Di kelas 9, saya belajar bahasa Inggris dengan Pak Bui Khuong, lulusan Selandia Baru. Setelah tahun 1975, beliau mengajar dengan mengenakan kemeja putih yang bahunya sudah lusuh dan tambalan sebesar TV di punggungnya, yang rasanya akan robek jika beliau terlalu banyak bergerak. Celananya pun sama buruknya, tua dan pudar, dengan dua tambalan di kedua sisi bokongnya.
Selama masa-masa sulit, ia mengajar dan mengendarai becak. Suatu kali, kami sedang duduk minum kopi di trotoar Nguyen Kim dan melihatnya mengendarai becak. Kami semua berlari keluar untuk melambaikan tangan dan mengundangnya masuk, tetapi ia menggelengkan kepala dan lari. Beberapa pria jangkung harus "berlomba" untuk mengejar dan menarik becak itu masuk.
Lebih dari sepuluh tahun kemudian, saya belajar jurnalisme di Universitas Ilmu Sosial dan Humaniora di Kota Ho Chi Minh, dan melihat seorang dosen bahasa Inggris yang agak mirip dengannya, juga berbicara dengan aksen Hue, tetapi memiliki penampilan yang gemuk dan bulat.
Menunggu kelas berakhir, saya menghampirinya dan dengan malu-malu bertanya, "Apakah Anda Pak Bui Khuong yang dulu mengajar di Chu Van An?" Ia tersenyum, matanya berbinar-binar di balik kacamatanya yang tebal, "Saya," dan "Siapa lagi?" Saya bilang saya tidak mengenalinya karena ia terlihat jauh lebih tampan dan lebih putih daripada sebelumnya. Ia sedih, "Dulu susah sekali, mengajar dan mengayuh becak, mana mungkin saya bisa gemuk!"

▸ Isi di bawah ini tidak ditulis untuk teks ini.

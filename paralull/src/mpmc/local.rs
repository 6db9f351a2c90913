//! Lazily registered per-thread handles.
//!
//! Each thread keeps one handle per queue it has touched. The entry holds
//! the queue's registry alive so the handle can be retired from the thread
//! destructor even after the queue itself is gone.

use std::cell::RefCell;
use std::sync::Arc;

use crate::error::QueueError;

use super::handle::HandleId;
use super::raw::RawQueue;
use super::registry::Registry;

struct LocalHandle {
    registry: Arc<Registry>,
    id: HandleId,
}

impl Drop for LocalHandle {
    fn drop(&mut self) {
        self.registry.retire(self.id);
    }
}

thread_local! {
    static HANDLES: RefCell<Vec<LocalHandle>> = const { RefCell::new(Vec::new()) };
}

fn cached_or_register(
    raw: &RawQueue,
    handles: &mut Vec<LocalHandle>,
) -> Result<HandleId, QueueError> {
    if let Some(local) = handles
        .iter()
        .find(|l| Arc::ptr_eq(&l.registry, raw.registry()))
    {
        return Ok(local.id);
    }
    // Entries of dropped queues are dead weight; retire them now.
    handles.retain(|l| l.registry.is_open());
    let id = raw.register()?;
    handles.push(LocalHandle {
        registry: Arc::clone(raw.registry()),
        id,
    });
    Ok(id)
}

/// Registers the calling thread's handle for `raw` ahead of its first use.
pub(crate) fn attach(raw: &RawQueue) -> Result<(), QueueError> {
    match HANDLES.try_with(|handles| cached_or_register(raw, &mut handles.borrow_mut())) {
        Ok(res) => res.map(|_| ()),
        // No thread-local storage left; handles will be one-shot.
        Err(_) => Ok(()),
    }
}

/// Runs `f` with this thread's handle for `raw`, registering one first if
/// needed.
pub(crate) fn with_handle<R>(raw: &RawQueue, f: impl FnOnce(HandleId) -> R) -> R {
    let cached = HANDLES
        .try_with(|handles| cached_or_register(raw, &mut handles.borrow_mut()))
        .ok();
    match cached {
        Some(Ok(id)) => f(id),
        Some(Err(e)) => e.abort(),
        None => {
            // Thread-local storage is being torn down: use a one-shot handle.
            let id = raw.register().unwrap_or_else(|e| e.abort());
            let out = f(id);
            raw.registry().retire(id);
            out
        }
    }
}
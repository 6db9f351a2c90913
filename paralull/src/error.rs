use std::alloc::{handle_alloc_error, Layout};

use thiserror::Error;

/// Errors surfaced by the fallible constructors of the queue.
///
/// Enqueue and dequeue never fail; a lost race inside the algorithm is
/// ordinary control flow. The only recoverable failure is running out of
/// memory while creating the queue or a thread handle.
#[derive(Debug, Error, Clone, Copy, PartialEq, Eq)]
pub enum QueueError {
    /// The allocator returned null for a segment or a handle bucket.
    #[error("failed to allocate {what} ({} bytes)", .layout.size())]
    AllocFailed {
        /// What was being allocated.
        what: &'static str,
        /// The layout that could not be satisfied.
        layout: Layout,
    },
}

impl QueueError {
    /// Hands the failure to the global allocation error handler.
    pub(crate) fn abort(self) -> ! {
        match self {
            QueueError::AllocFailed { layout, .. } => handle_alloc_error(layout),
        }
    }
}

/// Reports a broken internal invariant and aborts the process.
///
/// Reaching this means the handle ring or a request record is corrupted;
/// continuing would operate on undefined state.
#[cold]
pub(crate) fn protocol_violation(what: &str) -> ! {
    tracing::error!(target: "paralull", violation = what, "queue protocol invariant violated");
    std::process::abort()
}
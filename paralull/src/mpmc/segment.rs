use std::alloc::{self, Layout};
use std::marker::PhantomData;
use std::num::NonZeroUsize;
use std::ptr::{self, NonNull};
use std::sync::atomic::{AtomicPtr, AtomicUsize, Ordering};

use crate::error::QueueError;

use super::handle::HandleId;

pub(crate) const SEGMENT_SIZE: usize = 1024;

// Word encodings shared by every slot kind. Payload words are at least
// 4-byte aligned, so their low two bits are always clear.
const EMPTY_WORD: usize = 0;
const TOP_WORD: usize = 1;
const TAG_MASK: usize = 0b11;

/// An opaque word stored in a cell. Never null and never carrying tag bits.
#[derive(Clone, Copy, Debug, PartialEq, Eq)]
pub(crate) struct Payload(NonZeroUsize);

impl Payload {
    pub(crate) fn from_word(word: usize) -> Option<Self> {
        if word & TAG_MASK != 0 {
            return None;
        }
        NonZeroUsize::new(word).map(Payload)
    }

    pub(crate) fn from_ptr<T>(ptr: NonNull<T>) -> Self {
        debug_assert!(std::mem::align_of::<T>() > TAG_MASK);
        match Self::from_word(ptr.as_ptr() as usize) {
            Some(p) => p,
            None => crate::error::protocol_violation("misaligned payload pointer"),
        }
    }

    #[inline]
    pub(crate) fn word(self) -> usize {
        self.0.get()
    }

    #[inline]
    pub(crate) fn as_ptr<T>(self) -> *mut T {
        self.0.get() as *mut T
    }
}

/// A value that lives in one atomic word of a cell.
pub(crate) trait SlotWord: Copy {
    fn into_word(self) -> usize;
    fn from_word(word: usize) -> Self;
}

/// Contents of a cell's value slot.
#[derive(Clone, Copy, Debug, PartialEq, Eq)]
pub(crate) enum Value {
    Empty,
    /// Claimed by a dequeuer before any enqueuer wrote it.
    Top,
    Item(Payload),
}

impl SlotWord for Value {
    #[inline]
    fn into_word(self) -> usize {
        match self {
            Value::Empty => EMPTY_WORD,
            Value::Top => TOP_WORD,
            Value::Item(p) => p.word(),
        }
    }

    #[inline]
    fn from_word(word: usize) -> Self {
        match word {
            EMPTY_WORD => Value::Empty,
            TOP_WORD => Value::Top,
            w => match Payload::from_word(w) {
                Some(p) => Value::Item(p),
                None => crate::error::protocol_violation("corrupted value slot"),
            },
        }
    }
}

/// Contents of a cell's enqueue or dequeue slot.
#[derive(Clone, Copy, Debug, PartialEq, Eq)]
pub(crate) enum Claim {
    Empty,
    /// Closed: enq side means no request will be placed here; deq side
    /// means a fast-path dequeuer took the value.
    Top,
    /// Reserved for the request record of the given handle.
    Request(HandleId),
}

impl SlotWord for Claim {
    #[inline]
    fn into_word(self) -> usize {
        match self {
            Claim::Empty => EMPTY_WORD,
            Claim::Top => TOP_WORD,
            Claim::Request(id) => id + 2,
        }
    }

    #[inline]
    fn from_word(word: usize) -> Self {
        match word {
            EMPTY_WORD => Claim::Empty,
            TOP_WORD => Claim::Top,
            w => Claim::Request(w - 2),
        }
    }
}

/// One atomic word holding a `SlotWord`. All-zero bits decode as `Empty`.
#[repr(transparent)]
pub(crate) struct AtomicSlot<S> {
    word: AtomicUsize,
    _kind: PhantomData<S>,
}

impl<S: SlotWord> AtomicSlot<S> {
    #[cfg(test)]
    pub(crate) fn new(s: S) -> Self {
        Self {
            word: AtomicUsize::new(s.into_word()),
            _kind: PhantomData,
        }
    }

    #[inline]
    pub(crate) fn load(&self, order: Ordering) -> S {
        S::from_word(self.word.load(order))
    }

    #[inline]
    pub(crate) fn store(&self, s: S, order: Ordering) {
        self.word.store(s.into_word(), order)
    }

    #[inline]
    pub(crate) fn compare_exchange(&self, current: S, new: S) -> Result<S, S> {
        self.word
            .compare_exchange(
                current.into_word(),
                new.into_word(),
                Ordering::SeqCst,
                Ordering::SeqCst,
            )
            .map(S::from_word)
            .map_err(S::from_word)
    }
}

#[repr(C)]
pub(crate) struct Cell {
    pub(crate) val: AtomicSlot<Value>,
    pub(crate) enq: AtomicSlot<Claim>,
    pub(crate) deq: AtomicSlot<Claim>,
}

#[repr(C)]
pub(crate) struct Segment {
    pub(crate) id: u64,
    pub(crate) next: AtomicPtr<Segment>,
    pub(crate) cells: [Cell; SEGMENT_SIZE],
}

impl Segment {
    fn layout() -> Layout {
        Layout::new::<Self>()
    }

    /// Allocates an empty segment. Every cell starts as all-`Empty`.
    pub(crate) fn alloc(id: u64) -> Result<NonNull<Segment>, QueueError> {
        let layout = Self::layout();
        // SAFETY: zeroed memory is a valid `Segment`: atomics at zero decode as
        // `Empty` and a null `next`. Only `id` needs writing.
        unsafe {
            let raw = alloc::alloc_zeroed(layout) as *mut Segment;
            let seg = NonNull::new(raw).ok_or(QueueError::AllocFailed {
                what: "segment",
                layout,
            })?;
            ptr::addr_of_mut!((*seg.as_ptr()).id).write(id);
            Ok(seg)
        }
    }

    /// Allocates or aborts through the global allocation error handler.
    pub(crate) fn alloc_or_abort(id: u64) -> NonNull<Segment> {
        Self::alloc(id).unwrap_or_else(|e| e.abort())
    }

    /// # Safety
    /// `seg` must come from `Segment::alloc` and be unreachable by every thread.
    pub(crate) unsafe fn free(seg: *mut Segment) {
        alloc::dealloc(seg as *mut u8, Self::layout());
    }

    #[inline]
    pub(crate) fn cell(&self, index: u64) -> &Cell {
        &self.cells[(index % SEGMENT_SIZE as u64) as usize]
    }
}

#[inline]
pub(crate) fn segment_of(index: u64) -> u64 {
    index / SEGMENT_SIZE as u64
}
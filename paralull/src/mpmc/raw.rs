//! The wait-free queue on word-sized payloads.
//!
//! Enqueuers and dequeuers claim cell indices with fetch-and-add on `tail`
//! and `head`. The fast path is a single CAS on the claimed cell; after
//! `PATIENCE` failures the operation publishes a request record in its
//! handle and every other thread may finish it (`help_enq`, `help_deq`).

use std::ptr;
use std::sync::atomic::{AtomicI64, AtomicPtr, AtomicU64, AtomicUsize, Ordering};
use std::sync::Arc;

use crossbeam_utils::CachePadded;

use crate::error::{protocol_violation, QueueError};

use super::handle::{Handle, HandleId};
use super::reclaim::ReclaimGuard;
use super::registry::Registry;
use super::request::ReqState;
use super::segment::{segment_of, Cell, Claim, Payload, Segment, Value, SEGMENT_SIZE};

/// Fast-path attempts before falling back to the slow path.
pub(crate) const PATIENCE: usize = 42;
/// Loads spent waiting for a racing enqueuer before closing a cell.
const SPIN_LIMIT: usize = 100;

/// Outcome of `help_enq` for one cell.
#[derive(Clone, Copy, Debug, PartialEq, Eq)]
enum Found {
    Item(Payload),
    /// Nothing here yet, but later enqueues may still linearize before it.
    Top,
    /// No enqueue can ever land at or before this index.
    Empty,
}

pub(crate) struct RawQueue {
    pub(super) head: CachePadded<AtomicU64>,
    pub(super) tail: CachePadded<AtomicU64>,
    /// Earliest retained segment.
    pub(super) first: AtomicPtr<Segment>,
    /// Id of `first`, or `RECLAIMING` while a thread owns the list front.
    pub(super) oldest: AtomicI64,
    pub(super) live_segments: AtomicUsize,
    pub(super) registry: Arc<Registry>,
}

Orang yang meninggalkan banyak kasih sayang dan keterikatan di kelasku adalah wali kelas Nguyen Van Ri, yang mengajar matematika di kelas 9. Beliau sangat sayang kepada kami, seperti anggota keluarga sendiri, selalu melindungi dan membela kelas, bahkan ketika kami nakal dan melanggar tata tertib.
Di akhir tahun itu, kami harus mengikuti ujian masuk untuk naik ke jenjang yang lebih tinggi. Dia memanggil kami ke rumahnya untuk mengajar les tambahan di malam hari tanpa meminta bayaran. Sering kali, ketika kami lapar, kami akan pergi ke rumahnya untuk makan nasi dingin setelah selesai belajar. Setelah sekolah dibubarkan, sekitar satu atau dua tahun kemudian, kami mengunjunginya sekali. Sejak itu, tak seorang pun mendengar kabar tentangnya.
Di kelas 10, sebelum pelajaran sejarah, ada seorang "gadis" mengenakan ao dai putih duduk di meja yang sama dengan tiga siswi senior. Seluruh kelas gempar karena ada seorang siswi baru di kelas. "Gadis" ini tampak cantik, berambut pendek, dan memiliki dua lesung pipit yang dalam ketika ia tersenyum. Bel tanda kelas dimulai berbunyi, "gadis" itu melangkah ke podium, ternyata gurunya, bukan "gadis" itu!
Ia mengajar sejarah, baru saja lulus dari Fakultas Sastra, dan namanya terdengar asing, Nghiem Vinh Mau. Tahun berikutnya, sekolah tersebut dibubarkan, dan ia mengajar di sebuah sekolah di pinggiran kota Thu Duc hingga ia mengikuti suaminya menetap di luar negeri.
Kelas 10 adalah tahun terakhir sebelum sekolah dibubarkan. Kebetulan, kami berkesempatan belajar sastra dengan Bapak Nguyen Xuan Que, yang juga Kepala Sekolah Chu Van An sebelum tahun 1975.
Saat itu, mengikuti tren, saya meniru tulisan di margin merah buku catatan saya. Ketika guru memeriksa esai saya, beliau bilang saya menulisnya seperti itu. Saya membela diri, dengan mengatakan saya menulis seperti itu untuk menghemat kertas. Guru itu berkata: "Kamu menulis seperti itu, kelihatannya membingungkan, menyulitkan untuk memahami dan menghafal pelajaran. Penghematan terbesar bagi seorang siswa adalah belajar dengan baik, dan naik satu tingkat setiap tahun."
Pada akhir tahun ajaran 1978, sekolah tersebut dibubarkan. Guru tersebut mengatur kelas dalam satu baris dan dengan sedih meminta kami untuk berfoto bersama sebagai kenang-kenangan. Setelah hari itu, kami tidak pernah melihatnya lagi…
Mustahil rasanya menyebut semua guru yang dengan setia dan sepenuh hati mengajar kami di sekolah Chu Van An. Tulisan ini bagaikan ungkapan terima kasih kepada semua guru, sekaligus sebatang dupa untuk mengenang para guru yang telah tiada.